WHAT YOU SHOULD DO
What is needed is an exact copy of all the entries below.

RECORDS FOR THIS TASK
********************

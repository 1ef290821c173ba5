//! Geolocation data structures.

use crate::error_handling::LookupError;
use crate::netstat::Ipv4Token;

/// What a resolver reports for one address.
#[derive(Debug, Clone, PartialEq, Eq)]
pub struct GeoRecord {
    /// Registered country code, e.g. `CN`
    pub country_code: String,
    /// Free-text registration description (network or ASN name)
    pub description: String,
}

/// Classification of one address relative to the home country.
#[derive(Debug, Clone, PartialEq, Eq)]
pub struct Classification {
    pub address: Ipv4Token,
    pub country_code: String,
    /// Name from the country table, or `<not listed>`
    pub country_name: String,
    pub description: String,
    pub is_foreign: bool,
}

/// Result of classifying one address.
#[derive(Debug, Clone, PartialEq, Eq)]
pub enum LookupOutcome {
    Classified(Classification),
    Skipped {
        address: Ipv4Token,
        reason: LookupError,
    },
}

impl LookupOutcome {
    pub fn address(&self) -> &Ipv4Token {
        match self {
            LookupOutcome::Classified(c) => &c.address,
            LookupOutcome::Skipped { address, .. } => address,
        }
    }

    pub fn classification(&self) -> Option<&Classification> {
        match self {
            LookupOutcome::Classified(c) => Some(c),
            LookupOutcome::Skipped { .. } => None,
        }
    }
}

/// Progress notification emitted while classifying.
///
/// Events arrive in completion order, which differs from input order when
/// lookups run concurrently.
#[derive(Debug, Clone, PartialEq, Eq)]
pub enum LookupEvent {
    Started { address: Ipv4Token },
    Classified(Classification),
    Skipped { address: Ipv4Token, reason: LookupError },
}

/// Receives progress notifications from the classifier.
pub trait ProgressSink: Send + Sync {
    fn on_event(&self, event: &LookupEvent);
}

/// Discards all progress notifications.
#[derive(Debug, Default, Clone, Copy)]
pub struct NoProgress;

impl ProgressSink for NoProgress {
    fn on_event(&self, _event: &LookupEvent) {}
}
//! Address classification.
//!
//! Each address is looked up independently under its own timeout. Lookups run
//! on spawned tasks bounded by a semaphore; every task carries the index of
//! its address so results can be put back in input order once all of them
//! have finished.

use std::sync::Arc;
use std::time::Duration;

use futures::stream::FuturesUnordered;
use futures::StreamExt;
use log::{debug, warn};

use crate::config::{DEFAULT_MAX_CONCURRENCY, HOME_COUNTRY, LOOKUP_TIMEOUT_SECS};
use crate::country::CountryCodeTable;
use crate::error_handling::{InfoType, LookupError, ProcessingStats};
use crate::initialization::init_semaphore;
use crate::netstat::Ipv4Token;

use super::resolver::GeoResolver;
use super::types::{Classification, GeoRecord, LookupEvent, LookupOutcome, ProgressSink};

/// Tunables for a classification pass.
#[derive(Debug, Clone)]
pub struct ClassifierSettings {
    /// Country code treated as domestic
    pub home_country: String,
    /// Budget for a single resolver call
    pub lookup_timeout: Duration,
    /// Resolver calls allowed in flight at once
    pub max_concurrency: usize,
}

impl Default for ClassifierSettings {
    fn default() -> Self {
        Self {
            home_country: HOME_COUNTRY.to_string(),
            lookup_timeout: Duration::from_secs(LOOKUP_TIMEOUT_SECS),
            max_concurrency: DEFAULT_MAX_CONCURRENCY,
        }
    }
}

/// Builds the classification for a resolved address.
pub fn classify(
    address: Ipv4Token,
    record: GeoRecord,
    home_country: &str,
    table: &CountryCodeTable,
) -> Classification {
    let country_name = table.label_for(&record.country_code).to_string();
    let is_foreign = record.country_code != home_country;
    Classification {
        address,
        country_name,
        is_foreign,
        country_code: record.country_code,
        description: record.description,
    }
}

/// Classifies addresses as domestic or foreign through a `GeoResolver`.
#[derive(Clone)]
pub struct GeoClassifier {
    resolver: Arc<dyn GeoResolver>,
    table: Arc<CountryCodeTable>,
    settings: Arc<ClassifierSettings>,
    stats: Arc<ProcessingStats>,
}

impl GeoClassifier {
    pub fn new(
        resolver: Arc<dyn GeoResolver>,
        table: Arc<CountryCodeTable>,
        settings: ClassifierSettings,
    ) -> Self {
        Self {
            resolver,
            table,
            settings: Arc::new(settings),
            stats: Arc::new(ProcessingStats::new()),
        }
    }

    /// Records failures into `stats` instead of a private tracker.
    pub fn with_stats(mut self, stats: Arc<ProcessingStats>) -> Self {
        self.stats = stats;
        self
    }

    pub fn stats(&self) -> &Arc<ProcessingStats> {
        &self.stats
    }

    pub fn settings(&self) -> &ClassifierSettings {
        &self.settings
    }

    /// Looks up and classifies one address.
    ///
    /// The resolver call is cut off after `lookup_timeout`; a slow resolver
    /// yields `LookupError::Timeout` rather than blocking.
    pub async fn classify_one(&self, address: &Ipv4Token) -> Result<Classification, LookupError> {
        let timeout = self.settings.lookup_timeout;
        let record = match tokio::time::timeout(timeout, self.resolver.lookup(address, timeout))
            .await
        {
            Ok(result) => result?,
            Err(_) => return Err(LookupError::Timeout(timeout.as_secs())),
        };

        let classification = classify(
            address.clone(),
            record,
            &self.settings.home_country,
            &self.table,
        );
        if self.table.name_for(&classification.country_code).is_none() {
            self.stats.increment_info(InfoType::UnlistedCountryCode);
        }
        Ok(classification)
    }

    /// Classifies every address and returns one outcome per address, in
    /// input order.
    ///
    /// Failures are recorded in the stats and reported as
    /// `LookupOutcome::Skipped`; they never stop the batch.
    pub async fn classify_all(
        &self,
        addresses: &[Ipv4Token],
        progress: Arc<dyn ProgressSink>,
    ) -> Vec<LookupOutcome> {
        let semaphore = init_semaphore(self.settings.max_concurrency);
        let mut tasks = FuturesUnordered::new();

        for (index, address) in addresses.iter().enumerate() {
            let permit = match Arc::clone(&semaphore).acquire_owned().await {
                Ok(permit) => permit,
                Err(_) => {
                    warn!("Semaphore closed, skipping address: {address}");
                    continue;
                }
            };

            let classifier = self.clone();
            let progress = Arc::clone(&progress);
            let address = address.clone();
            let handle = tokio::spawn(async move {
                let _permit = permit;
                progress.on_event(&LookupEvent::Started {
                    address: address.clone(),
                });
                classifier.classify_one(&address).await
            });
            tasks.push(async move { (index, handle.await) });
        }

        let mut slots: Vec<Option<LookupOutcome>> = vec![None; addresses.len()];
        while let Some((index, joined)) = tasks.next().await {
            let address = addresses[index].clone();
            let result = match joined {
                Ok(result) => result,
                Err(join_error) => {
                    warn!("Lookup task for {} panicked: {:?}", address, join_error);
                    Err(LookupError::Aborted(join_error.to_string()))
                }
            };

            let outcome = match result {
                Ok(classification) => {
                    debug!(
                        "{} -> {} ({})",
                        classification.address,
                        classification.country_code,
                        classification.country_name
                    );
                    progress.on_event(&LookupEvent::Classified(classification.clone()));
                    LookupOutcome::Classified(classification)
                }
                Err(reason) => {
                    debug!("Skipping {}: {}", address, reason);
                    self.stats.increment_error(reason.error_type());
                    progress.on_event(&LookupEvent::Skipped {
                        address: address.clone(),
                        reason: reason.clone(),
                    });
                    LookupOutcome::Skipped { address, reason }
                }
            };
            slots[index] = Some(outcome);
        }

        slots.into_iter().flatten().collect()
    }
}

********************

COMPLETED TASK
repository 1ef290821c173ba5
//! Geolocation data structures.

use crate::error_handling::LookupError;
use crate::netstat::Ipv4Token;

/// What a resolver reports for one address.
#[derive(Debug, Clone, PartialEq, Eq)]
pub struct GeoRecord {
    /// Registered country code, e.g. `CN`
    pub country_code: String,
    /// Free-text registration description (network or ASN name)
    pub description: String,
}

/// Classification of one address relative to the home country.
#[derive(Debug, Clone, PartialEq, Eq)]
pub struct Classification {
    pub address: Ipv4Token,
    pub country_code: String,
    /// Name from the country table, or `<not listed>`
    pub country_name: String,
    pub description: String,
    pub is_foreign: bool,
}

/// Result of classifying one address.
#[derive(Debug, Clone, PartialEq, Eq)]
pub enum LookupOutcome {
    Classified(Classification),
    Skipped {
        address: Ipv4Token,
        reason: LookupError,
    },
}

impl LookupOutcome {
    pub fn address(&self) -> &Ipv4Token {
        match self {
            LookupOutcome::Classified(c) => &c.address,
            LookupOutcome::Skipped { address, .. } => address,
        }
    }

    pub fn classification(&self) -> Option<&Classification> {
        match self {
            LookupOutcome::Classified(c) => Some(c),
            LookupOutcome::Skipped { .. } => None,
        }
    }
}

/// Progress notification emitted while classifying.
///
/// Events arrive in completion order, which differs from input order when
/// lookups run concurrently.
#[derive(Debug, Clone, PartialEq, Eq)]
pub enum LookupEvent {
    Started { address: Ipv4Token },
    Classified(Classification),
    Skipped { address: Ipv4Token, reason: LookupError },
}

/// Receives progress notifications from the classifier.
pub trait ProgressSink: Send + Sync {
    fn on_event(&self, event: &LookupEvent);
}

/// Discards all progress notifications.
#[derive(Debug, Default, Clone, Copy)]
pub struct NoProgress;

impl ProgressSink for NoProgress {
    fn on_event(&self, _event: &LookupEvent) {}
}
//! Address classification.
//!
//! Each address is looked up independently under its own timeout. Lookups run
//! on spawned tasks bounded by a semaphore; every task carries the index of
//! its address so results can be put back in input order once all of them
//! have finished.

use std::sync::Arc;
use std::time::Duration;

use futures::stream::FuturesUnordered;
use futures::StreamExt;
use log::{debug, warn};

use crate::config::{DEFAULT_MAX_CONCURRENCY, HOME_COUNTRY, LOOKUP_TIMEOUT_SECS};
use crate::country::CountryCodeTable;
use crate::error_handling::{InfoType, LookupError, ProcessingStats};
use crate::initialization::init_semaphore;
use crate::netstat::Ipv4Token;

use super::resolver::GeoResolver;
use super::types::{Classification, GeoRecord, LookupEvent, LookupOutcome, ProgressSink};

/// Tunables for a classification pass.
#[derive(Debug, Clone)]
pub struct ClassifierSettings {
    /// Country code treated as domestic
    pub home_country: String,
    /// Budget for a single resolver call
    pub lookup_timeout: Duration,
    /// Resolver calls allowed in flight at once
    pub max_concurrency: usize,
}

impl Default for ClassifierSettings {
    fn default() -> Self {
        Self {
            home_country: HOME_COUNTRY.to_string(),
            lookup_timeout: Duration::from_secs(LOOKUP_TIMEOUT_SECS),
            max_concurrency: DEFAULT_MAX_CONCURRENCY,
        }
    }
}

/// Builds the classification for a resolved address.
pub fn classify(
    address: Ipv4Token,
    record: GeoRecord,
    home_country: &str,
    table: &CountryCodeTable,
) -> Classification {
    let country_name = table.label_for(&record.country_code).to_string();
    let is_foreign = record.country_code != home_country;
    Classification {
        address,
        country_name,
        is_foreign,
        country_code: record.country_code,
        description: record.description,
    }
}

/// Classifies addresses as domestic or foreign through a `GeoResolver`.
#[derive(Clone)]
pub struct GeoClassifier {
    resolver: Arc<dyn GeoResolver>,
    table: Arc<CountryCodeTable>,
    settings: Arc<ClassifierSettings>,
    stats: Arc<ProcessingStats>,
}

impl GeoClassifier {
    pub fn new(
        resolver: Arc<dyn GeoResolver>,
        table: Arc<CountryCodeTable>,
        settings: ClassifierSettings,
    ) -> Self {
        Self {
            resolver,
            table,
            settings: Arc::new(settings),
            stats: Arc::new(ProcessingStats::new()),
        }
    }

    /// Records failures into `stats` instead of a private tracker.
    pub fn with_stats(mut self, stats: Arc<ProcessingStats>) -> Self {
        self.stats = stats;
        self
    }

    pub fn stats(&self) -> &Arc<ProcessingStats> {
        &self.stats
    }

    pub fn settings(&self) -> &ClassifierSettings {
        &self.settings
    }

    /// Looks up and classifies one address.
    ///
    /// The resolver call is cut off after `lookup_timeout`; a slow resolver
    /// yields `LookupError::Timeout` rather than blocking.
    pub async fn classify_one(&self, address: &Ipv4Token) -> Result<Classification, LookupError> {
        let timeout = self.settings.lookup_timeout;
        let record = match tokio::time::timeout(timeout, self.resolver.lookup(address, timeout))
            .await
        {
            Ok(result) => result?,
            Err(_) => return Err(LookupError::Timeout(timeout.as_secs())),
        };

        let classification = classify(
            address.clone(),
            record,
            &self.settings.home_country,
            &self.table,
        );
        if self.table.name_for(&classification.country_code).is_none() {
            self.stats.increment_info(InfoType::UnlistedCountryCode);
        }
        Ok(classification)
    }

    /// Classifies every address and returns one outcome per address, in
    /// input order.
    ///
    /// Failures are recorded in the stats and reported as
    /// `LookupOutcome::Skipped`; they never stop the batch.
    pub async fn classify_all(
        &self,
        addresses: &[Ipv4Token],
        progress: Arc<dyn ProgressSink>,
    ) -> Vec<LookupOutcome> {
        let semaphore = init_semaphore(self.settings.max_concurrency);
        let mut tasks = FuturesUnordered::new();

        for (index, address) in addresses.iter().enumerate() {
            let permit = match Arc::clone(&semaphore).acquire_owned().await {
                Ok(permit) => permit,
                Err(_) => {
                    warn!("Semaphore closed, skipping address: {address}");
                    continue;
                }
            };

            let classifier = self.clone();
            let progress = Arc::clone(&progress);
            let address = address.clone();
            let handle = tokio::spawn(async move {
                let _permit = permit;
                progress.on_event(&LookupEvent::Started {
                    address: address.clone(),
                });
                classifier.classify_one(&address).await
            });
            tasks.push(async move { (index, handle.await) });
        }

        let mut slots: Vec<Option<LookupOutcome>> = vec![None; addresses.len()];
        while let Some((index, joined)) = tasks.next().await {
            let address = addresses[index].clone();
            let result = match joined {
                Ok(result) => result,
                Err(join_error) => {
                    warn!("Lookup task for {} panicked: {:?}", address, join_error);
                    Err(LookupError::Aborted(join_error.to_string()))
                }
            };

            let outcome = match result {
                Ok(classification) => {
                    debug!(
                        "{} -> {} ({})",
                        classification.address,
                        classification.country_code,
                        classification.country_name
                    );
                    progress.on_event(&LookupEvent::Classified(classification.clone()));
                    LookupOutcome::Classified(classification)
                }
                Err(reason) => {
                    debug!("Skipping {}: {}", address, reason);
                    self.stats.increment_error(reason.error_type());
                    progress.on_event(&LookupEvent::Skipped {
                        address: address.clone(),
                        reason: reason.clone(),
                    });
                    LookupOutcome::Skipped { address, reason }
                }
            };
            slots[index] = Some(outcome);
        }

        slots.into_iter().flatten().collect()
    }
}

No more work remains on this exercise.